Segment Open
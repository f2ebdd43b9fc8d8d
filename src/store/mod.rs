//! The block-store abstraction the tree engine is built against.
//!
//! Concrete backends (in-memory, local files, object-store clients) are
//! explicitly out of scope for this crate; it depends only on `Arc<dyn
//! BlockStore>`. An in-memory test double lives under `#[cfg(test)]` purely
//! to drive this crate's own test suite.

mod cache;
#[cfg(test)]
pub(crate) mod memory;

pub use cache::BlockCache;

use std::collections::HashMap;
use crate::error::Result;
use crate::types::NodeId;

/// A page as stored or fetched: its content-addressed id plus raw bytes.
pub type Page = Vec<u8>;

/// Capability the tree engine consumes to persist and retrieve pages.
///
/// Implementations must be content-addressed: `id(bytes)` must be
/// deterministic and collision-free for any bytes this trait will ever be
/// asked to store, since node identity *is* the digest of its serialized
/// form.
pub trait BlockStore: Send + Sync {
    /// Fetch one page.
    fn get(&self, id: NodeId) -> Result<Page>;

    /// Fetch many pages at once. The default implementation issues them one
    /// at a time; a production backend talking to a remote store should
    /// override this to fan the requests out concurrently and join on all of
    /// them, since that is the whole point of batching in the first place.
    fn get_all(&self, ids: &[NodeId]) -> HashMap<NodeId, Result<Page>> {
        ids.iter().map(|&id| (id, self.get(id))).collect()
    }

    /// Write many pages at once, returning a per-entry result.
    fn put_all(&self, pages: Vec<(NodeId, Page)>) -> HashMap<NodeId, Result<()>>;

    /// Delete many pages at once, returning a per-entry result. Deleting an
    /// id that is not present is not an error.
    fn del_all(&self, ids: &[NodeId]) -> HashMap<NodeId, Result<()>>;

    /// Maximum size in bytes a single serialized page may occupy.
    fn max_block_size(&self) -> u32;

    /// Maximum size in bytes an internal node's serialized edit queue may occupy.
    fn edit_queue_size(&self) -> u32;

    /// The content-addressing digest function: identical bytes always
    /// produce the identical id.
    fn id(&self, bytes: &[u8]) -> NodeId;
}
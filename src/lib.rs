//! # Immutable content-addressed B+tree storage engine
//!
//! A persistent key-value tree where every write produces a brand-new,
//! immutable subtree rather than mutating pages in place. Node identity is
//! the digest of a node's serialized bytes, so a root id alone is a
//! consistent snapshot: nothing reachable from it is ever overwritten.
//!
//! ## Architecture
//!
//! - **Node model** (`node`): the three page kinds — leaf, overflow, internal
//!   — as borrowed-slice structs, independent of how they reach storage.
//! - **Codec** (`codec`): serialize/parse plus the size calculators that
//!   decide when a node must split.
//! - **Mempool** (`mempool`): the arena backing every borrowed key/value slice
//!   a tree touches.
//! - **EditTree** (`edit_tree`): the mutating front-end. Buffers inserts,
//!   upserts, and removes against an in-memory shadow of the touched subtree;
//!   `write()` serializes it bottom-up and reports what was created and what
//!   became obsolete.
//! - **QueryTree** (`query_tree`): the read-only front-end. A cursor walks
//!   committed pages in key order, folding in any internal node's queued
//!   edits (and this handle's own speculative edits) without ever
//!   materializing a mutated copy.
//! - **Mutation / commit** (`mutation`): the write outcome and the
//!   commit/rollback protocol that reconciles it against a block store.
//! - **BlockStore** (`store`): the storage capability the engine is built
//!   against. No concrete backend ships here; an in-memory test double
//!   drives this crate's own suite.
//! - **Registry** (`registry`): a process-wide scheme → factory table
//!   resolving `scheme://location;bs=...;qs=...;cache=...` spec strings to a
//!   usable, optionally cached, block store.
//!
//! ## Usage
//!
//! ```rust,ignore
//! use bruce_tree::{EditTree, Mempool, QueryTree};
//!
//! let pool = Mempool::new();
//! let mut tree = EditTree::open(store.clone(), root, &pool)?;
//! tree.insert(b"hello", b"world")?;
//! let mutation = tree.write()?;
//!
//! let query = QueryTree::open(store, mutation.new_root, &pool);
//! assert_eq!(query.get(b"hello")?, vec![b"world".to_vec()]);
//! ```

pub mod codec;
pub mod edit_tree;
pub mod error;
pub mod mempool;
pub mod mutation;
pub mod node;
pub mod query_tree;
pub mod registry;
#[cfg(test)]
mod scenarios;
pub mod store;
pub mod types;

pub use edit_tree::EditTree;
pub use error::{Error, Result};
pub use mempool::Mempool;
pub use mutation::{commit, Mutation};
pub use query_tree::{Cursor, Item, QueryTree};
pub use store::{BlockCache, BlockStore};
pub use types::{EngineConfig, NodeId};
//! Content-addressed node identifier.

use std::fmt;

/// Number of bytes in a [`NodeId`] (a SHA-1 digest).
pub const NODE_ID_LEN: usize = 20;

/// Identifies a page by the digest of its serialized bytes.
///
/// Two pages with identical contents always share an id; the all-zero id is
/// a sentinel meaning "no page" and is never assigned to real content.
#[derive(Clone, Copy, PartialEq, Eq, PartialOrd, Ord, Hash, Default)]
pub struct NodeId(pub [u8; NODE_ID_LEN]);

impl NodeId {
    /// The sentinel id denoting "no page" (e.g. a leaf's absent overflow pointer).
    pub const EMPTY: NodeId = NodeId([0u8; NODE_ID_LEN]);

    /// Build a `NodeId` from raw bytes.
    pub const fn new(bytes: [u8; NODE_ID_LEN]) -> Self {
        Self(bytes)
    }

    /// Whether this is the empty sentinel.
    pub const fn is_empty(self) -> bool {
        let mut i = 0;
        while i < NODE_ID_LEN {
            if self.0[i] != 0 {
                return false;
            }
            i += 1;
        }
        true
    }

    /// Borrow the underlying bytes.
    pub fn as_bytes(&self) -> &[u8; NODE_ID_LEN] {
        &self.0
    }

    /// Render as 40 lowercase hex characters.
    pub fn to_hex(self) -> String {
        let mut s = String::with_capacity(NODE_ID_LEN * 2);
        for b in self.0 {
            s.push_str(&format!("{:02x}", b));
        }
        s
    }

    /// Parse from 40 hex characters.
    pub fn from_hex(s: &str) -> Option<Self> {
        if s.len() != NODE_ID_LEN * 2 {
            return None;
        }
        let mut bytes = [0u8; NODE_ID_LEN];
        for i in 0..NODE_ID_LEN {
            bytes[i] = u8::from_str_radix(&s[i * 2..i * 2 + 2], 16).ok()?;
        }
        Some(Self(bytes))
    }
}

impl fmt::Debug for NodeId {
    fn fmt(&self, f: &mut fmt::Formatter<'_>) -> fmt::Result {
        write!(f, "NodeId({})", self.to_hex())
    }
}

impl fmt::Display for NodeId {
    fn fmt(&self, f: &mut fmt::Formatter<'_>) -> fmt::Result {
        write!(f, "{}", self.to_hex())
    }
}

impl From<[u8; NODE_ID_LEN]> for NodeId {
    fn from(bytes: [u8; NODE_ID_LEN]) -> Self {
        Self(bytes)
    }
}
//! Process-wide scheme → factory registry resolving spec strings of the
//! shape `scheme://location;key=value;...` to a usable block store.
//!
//! No scheme is pre-registered; an embedding application calls [`register`]
//! for each backend it links in before calling [`open`].

use std::collections::HashMap;
use std::sync::{Arc, OnceLock};

use parking_lot::Mutex;

use crate::error::{Error, Result};
use crate::store::{BlockCache, BlockStore};
use crate::types::EngineConfig;

/// Constructs a [`BlockStore`] for one scheme, given the spec's location
/// part, the resolved `bs`/`qs`/`cache` config, and any other `key=value`
/// options the spec carried.
pub type Factory =
    Arc<dyn Fn(&str, &EngineConfig, &HashMap<String, String>) -> Result<Arc<dyn BlockStore>> + Send + Sync>;

struct Registry {
    factories: Mutex<HashMap<String, Factory>>,
}

static REGISTRY: OnceLock<Registry> = OnceLock::new();

fn registry() -> &'static Registry {
    REGISTRY.get_or_init(|| Registry { factories: Mutex::new(HashMap::new()) })
}

/// Register a factory for `scheme`. Registering the same scheme twice
/// replaces the previous factory.
pub fn register<F>(scheme: impl Into<String>, factory: F)
where
    F: Fn(&str, &EngineConfig, &HashMap<String, String>) -> Result<Arc<dyn BlockStore>> + Send + Sync + 'static,
{
    registry().factories.lock().insert(scheme.into(), Arc::new(factory));
}

/// A parsed `scheme://location;key=value;...` spec string.
#[derive(Debug, Clone)]
pub struct ParsedSpec {
    pub scheme: String,
    pub location: String,
    pub options: HashMap<String, String>,
    pub config: EngineConfig,
}

/// Parse a spec string without resolving it against the registry.
pub fn parse_spec(spec: &str) -> Result<ParsedSpec> {
    let (scheme, rest) = spec
        .split_once("://")
        .ok_or_else(|| Error::factory(format!("spec '{spec}' is missing a '://' scheme separator")))?;
    if scheme.is_empty() {
        return Err(Error::factory(format!("spec '{spec}' has an empty scheme")));
    }

    let mut parts = rest.split(';');
    let location = parts.next().unwrap_or("").to_string();

    let mut options = HashMap::new();
    for part in parts {
        if part.is_empty() {
            continue;
        }
        let (k, v) = part
            .split_once('=')
            .ok_or_else(|| Error::factory(format!("malformed option '{part}' in spec '{spec}'")))?;
        options.insert(k.to_string(), v.to_string());
    }

    let mut config = EngineConfig::default();
    if let Some(bs) = options.get("bs") {
        config.max_block_size = bs
            .parse()
            .map_err(|_| Error::factory(format!("invalid bs value '{bs}' in spec '{spec}'")))?;
    }
    if let Some(qs) = options.get("qs") {
        config.edit_queue_size = qs
            .parse()
            .map_err(|_| Error::factory(format!("invalid qs value '{qs}' in spec '{spec}'")))?;
    }
    if let Some(cache) = options.get("cache") {
        config.cache_bytes = cache
            .parse()
            .map_err(|_| Error::factory(format!("invalid cache value '{cache}' in spec '{spec}'")))?;
    }

    Ok(ParsedSpec { scheme: scheme.to_string(), location, options, config })
}

/// Resolve a spec string to a usable block store, wrapping it in a
/// [`BlockCache`] unless `cache=0` was given.
pub fn open(spec: &str) -> Result<Arc<dyn BlockStore>> {
    let parsed = parse_spec(spec)?;

    let factory = registry()
        .factories
        .lock()
        .get(&parsed.scheme)
        .cloned()
        .ok_or_else(|| Error::factory(format!("no block store registered for scheme '{}'", parsed.scheme)))?;

    let store = factory(&parsed.location, &parsed.config, &parsed.options)?;

    tracing::info!(scheme = %parsed.scheme, location = %parsed.location, cache_bytes = parsed.config.cache_bytes, "opened block store");

    if parsed.config.cache_bytes > 0 {
        Ok(Arc::new(BlockCache::new(store, parsed.config.cache_bytes)))
    } else {
        Ok(store)
    }
}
Segment Closed
- _Exercise aim_: From the records above, transcribe without alteration every line from the one with "fn id(&self, bytes: &[u8]) -> NodeId;" to the one with "internal node's queued", inclusive.

- _Exercise response_:
    fn id(&self, bytes: &[u8]) -> NodeId;
}
filename src/lib.rs
//! # Immutable content-addressed B+tree storage engine
//!
//! A persistent key-value tree where every write produces a brand-new,
//! immutable subtree rather than mutating pages in place. Node identity is
//! the digest of a node's serialized bytes, so a root id alone is a
//! consistent snapshot: nothing reachable from it is ever overwritten.
//!
//! ## Architecture
//!
//! - **Node model** (`node`): the three page kinds — leaf, overflow, internal
//!   — as borrowed-slice structs, independent of how they reach storage.
//! - **Codec** (`codec`): serialize/parse plus the size calculators that
//!   decide when a node must split.
//! - **Mempool** (`mempool`): the arena backing every borrowed key/value slice
//!   a tree touches.
//! - **EditTree** (`edit_tree`): the mutating front-end. Buffers inserts,
//!   upserts, and removes against an in-memory shadow of the touched subtree;
//!   `write()` serializes it bottom-up and reports what was created and what
//!   became obsolete.
//! - **QueryTree** (`query_tree`): the read-only front-end. A cursor walks
//!   committed pages in key order, folding in any internal node's queued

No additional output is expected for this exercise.